22 March 2011 / Liz Mccarthy
Issue: 4297 / Categories: Comment & Analysis , EU
LIZ MCCARTHY considers the EU challenge to UK provisions on transfers of assets and non-UK close company gains

KEY POINTS

  • Motive test for transferring assets abroad.
  • Gains on assets held through a non-UK resident company.
  • EU says the rules are disproportionate.
  • Upward or downward harmonisation.
  • Certainty may be a long time coming.

The European Commission announced in February that it had issued a formal request to the UK government to amend two key anti-avoidance provisions, on the grounds that they were discriminatory and therefore contrary to EU law.

The provisions are the transfer of assets abroad rules in ITA 2007, Part 13 Chapter 2 and the attribution of gains to members of non-UK close companies under TCGA 1992, s 13. These have long been a key part of the government’s armoury against tax avoidance, the first having originally been enacted in the 1930s.

The European Commission argues that these provisions restrict the exercise of two of the fundamental freedoms of the European single market, i.e. the freedom of establishment and the free movement of capital.

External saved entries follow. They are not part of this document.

//! Logging system setup and configuration.
//!
//! Installs a tracing-subscriber registry with human-readable or JSON
//! output.

use crate::config::LoggingSettings;
use tracing::info;
use tracing_subscriber::{fmt, layer::SubscriberExt, util::SubscriberInitExt, EnvFilter};

/// Initializes the logging system.
///
/// `RUST_LOG` takes precedence over the configured level. `json_format`
/// forces JSON output regardless of the configuration.
///
/// # Errors
///
/// Fails when a global subscriber is already installed.
pub fn setup_logging(config: &LoggingSettings, json_format: bool) -> Result<(), Box<dyn std::error::Error>> {
    let log_level = config.level.as_str();
    let filter = EnvFilter::try_from_default_env().unwrap_or_else(|_| EnvFilter::new(log_level));

    let registry = tracing_subscriber::registry().with(filter);

    if json_format || config.json_format {
        registry
            .with(
                fmt::layer()
                    .json()
                    .with_file(false)
                    .with_line_number(false)
                    .with_target(true),
            )
            .try_init()?;
    } else {
        registry
            .with(
                fmt::layer()
                    .with_ansi(true)
                    .with_file(false)
                    .with_line_number(false)
                    .with_target(true),
            )
            .try_init()?;
    }

    info!("🔧 Logging initialized with level: {}", log_level);
    Ok(())
}

/// Displays the startup banner.
pub fn display_banner() {
    let version = option_env!("CARGO_PKG_VERSION").unwrap_or("UNK");
    info!("╔══════════════════════════════════════════╗");
    info!("║            📡 NGEVENTS RELAY             ║");
    info!("║                 v{:<24}║", version);
    info!("║                                          ║");
    info!("║  Shared event emitters over WebSocket    ║");
    info!("╚══════════════════════════════════════════╝");
}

While the European Court of Justice has held, for instance, in Thin Cap Group Litigation C-524/04, that a restriction on the freedom of establishment is justifiable in the context of wholly artificial arrangements entered into for tax reasons alone, the commission has stated that it considers that the above two provisions are ‘disproportionate’, going beyond what is necessary to protect the UK tax base.

Transfer of assets abroad

The transfer of assets abroad rules apply where each of four conditions is met:

  • there has been a transfer of assets made or procured by an individual;
  • as a result of the transfer and/or any associated operations, income has become payable to a person abroad;
  • the individual who originated the transfer has power to enjoy that income in some way as a result of the transfer and/or any associated operations; and
  • the individual is ordinarily resident in the UK in the year of liability. There is, however, no requirement that the individual be resident or ordinarily resident in the UK at the time of the original transfer.

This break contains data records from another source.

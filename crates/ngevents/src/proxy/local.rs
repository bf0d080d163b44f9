/// Local side of a proxied service
use super::message::{Ack, Method, ProxyMessage};
use super::{ProxyInner, ServiceCapabilities};
use crate::events::{Emission, Event};
use crate::listener::{Listener, ListenerId};
use crate::system::{Done, Emitter};
use std::cell::{Cell, RefCell};
use std::collections::HashMap;
use std::fmt;
use std::rc::{Rc, Weak};
use tracing::{debug, trace};

/// Forwarding listener installed on the wrapped emitter for one event.
struct Forwarder {
    id: ListenerId,
    ack: bool,
}

struct LocalInner {
    id: String,
    proxy: Weak<ProxyInner>,
    emitter: Emitter,
    capabilities: ServiceCapabilities,
    forwarders: RefCell<HashMap<String, Forwarder>>,
    /// Forwarded events waiting for the peer's `ackEvent`, by ack id
    pending: RefCell<HashMap<u64, Done>>,
    destroyed: Cell<bool>,
}

/// A real emitter exposed to the peer.
///
/// Only events the peer subscribed to with `listen` are forwarded, and
/// every wire request is checked against the service capabilities.
#[derive(Clone)]
pub struct LocalService {
    inner: Rc<LocalInner>,
}

impl LocalService {
    pub(crate) fn new(proxy: Weak<ProxyInner>, id: &str, emitter: &Emitter, capabilities: ServiceCapabilities) -> Self {
        Self {
            inner: Rc::new(LocalInner {
                id: id.to_string(),
                proxy,
                emitter: emitter.clone(),
                capabilities,
                forwarders: RefCell::new(HashMap::new()),
                pending: RefCell::new(HashMap::new()),
                destroyed: Cell::new(false),
            }),
        }
    }

    pub fn id(&self) -> &str {
        &self.inner.id
    }

    /// The wrapped emitter.
    pub fn emitter(&self) -> &Emitter {
        &self.inner.emitter
    }

    pub fn capabilities(&self) -> ServiceCapabilities {
        self.inner.capabilities
    }

    pub fn is_destroyed(&self) -> bool {
        self.inner.destroyed.get()
    }

    /// True when the peer subscribed to `event`.
    pub fn is_forwarding(&self, event: &str) -> bool {
        self.inner.forwarders.borrow().contains_key(event)
    }

    /// True when `event` is forwarded with acknowledgement.
    pub fn is_forwarding_with_ack(&self, event: &str) -> bool {
        self.inner.forwarders.borrow().get(event).is_some_and(|f| f.ack)
    }

    /// Names of the forwarded events, sorted.
    pub fn subscriptions(&self) -> Vec<String> {
        let mut names: Vec<String> = self.inner.forwarders.borrow().keys().cloned().collect();
        names.sort();
        names
    }

    /// Removes the forwarding listeners and releases every event still
    /// waiting for an acknowledgement.
    ///
    /// Idempotent.
    pub fn destroy(&self) {
        if self.inner.destroyed.replace(true) {
            return;
        }
        let forwarders: Vec<(String, Forwarder)> = self.inner.forwarders.borrow_mut().drain().collect();
        for (event, forwarder) in forwarders {
            if let Err(error) = self.inner.emitter.off(&event, forwarder.id) {
                trace!(service = %self.inner.id, %error, "forwarder removal failed");
            }
        }
        let pending: Vec<Done> = self.inner.pending.borrow_mut().drain().map(|(_, done)| done).collect();
        for done in pending {
            done.done();
        }
        debug!(service = %self.inner.id, "local service destroyed");
    }

    fn send(&self, message: ProxyMessage) {
        if let Some(proxy) = self.inner.proxy.upgrade() {
            proxy.send_or_log(message);
        }
    }

    /// Handles `listen`: installs the forwarder for the event.
    ///
    /// A plain subscription is upgraded when the peer later asks for
    /// acknowledgement.
    pub(crate) fn receive_listen(&self, message: &ProxyMessage) {
        if self.is_destroyed() || !self.inner.capabilities.listen {
            debug!(service = %self.inner.id, event = %message.event, "listen refused");
            return;
        }
        let with_ack = message.ack_requested();
        if with_ack && !self.inner.capabilities.ack {
            debug!(service = %self.inner.id, event = %message.event, "ack not granted, listen refused");
            return;
        }

        let upgrade = match self.inner.forwarders.borrow().get(&message.event) {
            None => None,
            Some(existing) if with_ack && !existing.ack => Some(existing.id.clone()),
            Some(_) => return,
        };
        if let Some(previous) = upgrade {
            self.inner.forwarders.borrow_mut().remove(&message.event);
            if let Err(error) = self.inner.emitter.off(&message.event, previous) {
                trace!(service = %self.inner.id, %error, "forwarder removal failed");
            }
        }

        let service = Rc::downgrade(&self.inner);
        let listener = if with_ack {
            Listener::event_object_with_done(move |event, done| {
                match service.upgrade() {
                    Some(inner) => LocalService { inner }.forward_with_ack(event, done),
                    None => done.done(),
                }
            })
        } else {
            Listener::event_object(move |event: &Event| {
                if let Some(inner) = service.upgrade() {
                    LocalService { inner }.forward(event);
                }
            })
        };

        match self.inner.emitter.on(&message.event, listener) {
            Ok(id) => {
                debug!(service = %self.inner.id, event = %message.event, ack = with_ack, "forwarding event");
                self.inner
                    .forwarders
                    .borrow_mut()
                    .insert(message.event.clone(), Forwarder { id, ack: with_ack });
            }
            Err(error) => debug!(service = %self.inner.id, %error, "listen failed"),
        }
    }

    /// Handles `ignore`: drops the forwarder for the event.
    pub(crate) fn receive_ignore(&self, message: &ProxyMessage) {
        if self.is_destroyed() || !self.inner.capabilities.listen {
            return;
        }
        let Some(forwarder) = self.inner.forwarders.borrow_mut().remove(&message.event) else {
            return;
        };
        debug!(service = %self.inner.id, event = %message.event, "forwarding stopped");
        if let Err(error) = self.inner.emitter.off(&message.event, forwarder.id) {
            trace!(service = %self.inner.id, %error, "forwarder removal failed");
        }
    }

    /// Handles `ackEvent`: completes the forwarded event it acknowledges.
    pub(crate) fn receive_ack_event(&self, message: &ProxyMessage) {
        if self.is_destroyed() || !self.inner.capabilities.listen || !self.inner.capabilities.ack {
            return;
        }
        let Some(ack_id) = message.ack_id() else {
            return;
        };
        let done = self.inner.pending.borrow_mut().remove(&ack_id);
        match done {
            Some(done) => done.done(),
            None => debug!(service = %self.inner.id, ack_id, "unknown ackEvent"),
        }
    }

    /// Handles `emit`: replays the peer's emission on the wrapped emitter,
    /// answering with `ackEmit` when asked to.
    pub(crate) fn receive_emit(&self, message: &ProxyMessage) {
        if self.is_destroyed() || !self.inner.capabilities.emit {
            debug!(service = %self.inner.id, event = %message.event, "emit refused");
            return;
        }

        let mut emission = Emission::new(message.event.clone()).args(message.args());
        if let (Some(ack_id), true) = (message.ack_id(), self.inner.capabilities.ack) {
            let proxy = self.inner.proxy.clone();
            let service = self.inner.id.clone();
            emission = emission.on_complete(move |outcome, event| {
                if let Some(proxy) = proxy.upgrade() {
                    let reply = ProxyMessage::new(service, Method::AckEmit, event.name())
                        .with_ack(Ack::Id(ack_id))
                        .with_interruption(outcome.into_interruption());
                    proxy.send_or_log(reply);
                }
            });
        }

        if let Err(error) = self.inner.emitter.dispatch(emission) {
            debug!(service = %self.inner.id, event = %message.event, %error, "remote emit failed");
        }
    }

    fn forward(&self, event: &Event) {
        if self.is_destroyed() {
            return;
        }
        trace!(service = %self.inner.id, event = %event.name(), "forwarding");
        self.send(ProxyMessage::new(self.inner.id.clone(), Method::Event, event.name()).with_args(event.args().to_vec()));
    }

    /// Forwards and keeps the listener in flight until the peer acknowledges.
    ///
    /// An event nobody waits on anymore is forwarded without ack.
    fn forward_with_ack(&self, event: &Event, done: Done) {
        let Some(proxy) = self.inner.proxy.upgrade() else {
            done.done();
            return;
        };
        if self.is_destroyed() || event.is_settled() {
            self.forward(event);
            done.done();
            return;
        }

        let ack_id = proxy.next_ack_id();
        self.inner.pending.borrow_mut().insert(ack_id, done);
        let message = ProxyMessage::new(self.inner.id.clone(), Method::Event, event.name())
            .with_args(event.args().to_vec())
            .with_ack(Ack::Id(ack_id));
        if let Err(error) = proxy.send(message) {
            debug!(service = %self.inner.id, %error, "forward failed, releasing listener");
            let done = self.inner.pending.borrow_mut().remove(&ack_id);
            if let Some(done) = done {
                done.done();
            }
        }
    }
}

impl fmt::Debug for LocalService {
    fn fmt(&self, f: &mut fmt::Formatter<'_>) -> fmt::Result {
        f.debug_struct("LocalService")
            .field("id", &self.inner.id)
            .field("capabilities", &self.inner.capabilities)
            .field("subscriptions", &self.subscriptions())
            .field("pending_acks", &self.inner.pending.borrow().len())
            .field("destroyed", &self.inner.destroyed.get())
            .finish()
    }
}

‘Power to enjoy’ is very widely defined and includes actual or potential benefit, arrangements designed to accrue the income for the transferor’s benefit and non-fiduciary powers of control.

Where the rules apply, all income of the person abroad, which may be a company, a trust or a partnership, that is earned as a result of the original transfer and any associated operations will be taxed on the original transferor on an arising basis, whether or not that person actually receives any of the income in that tax year.

There is also a subsidiary charge which applies where an ordinarily resident individual, other than the transferor, receives a benefit which is not otherwise chargeable to income tax out of assets which are available as a result of the transfer.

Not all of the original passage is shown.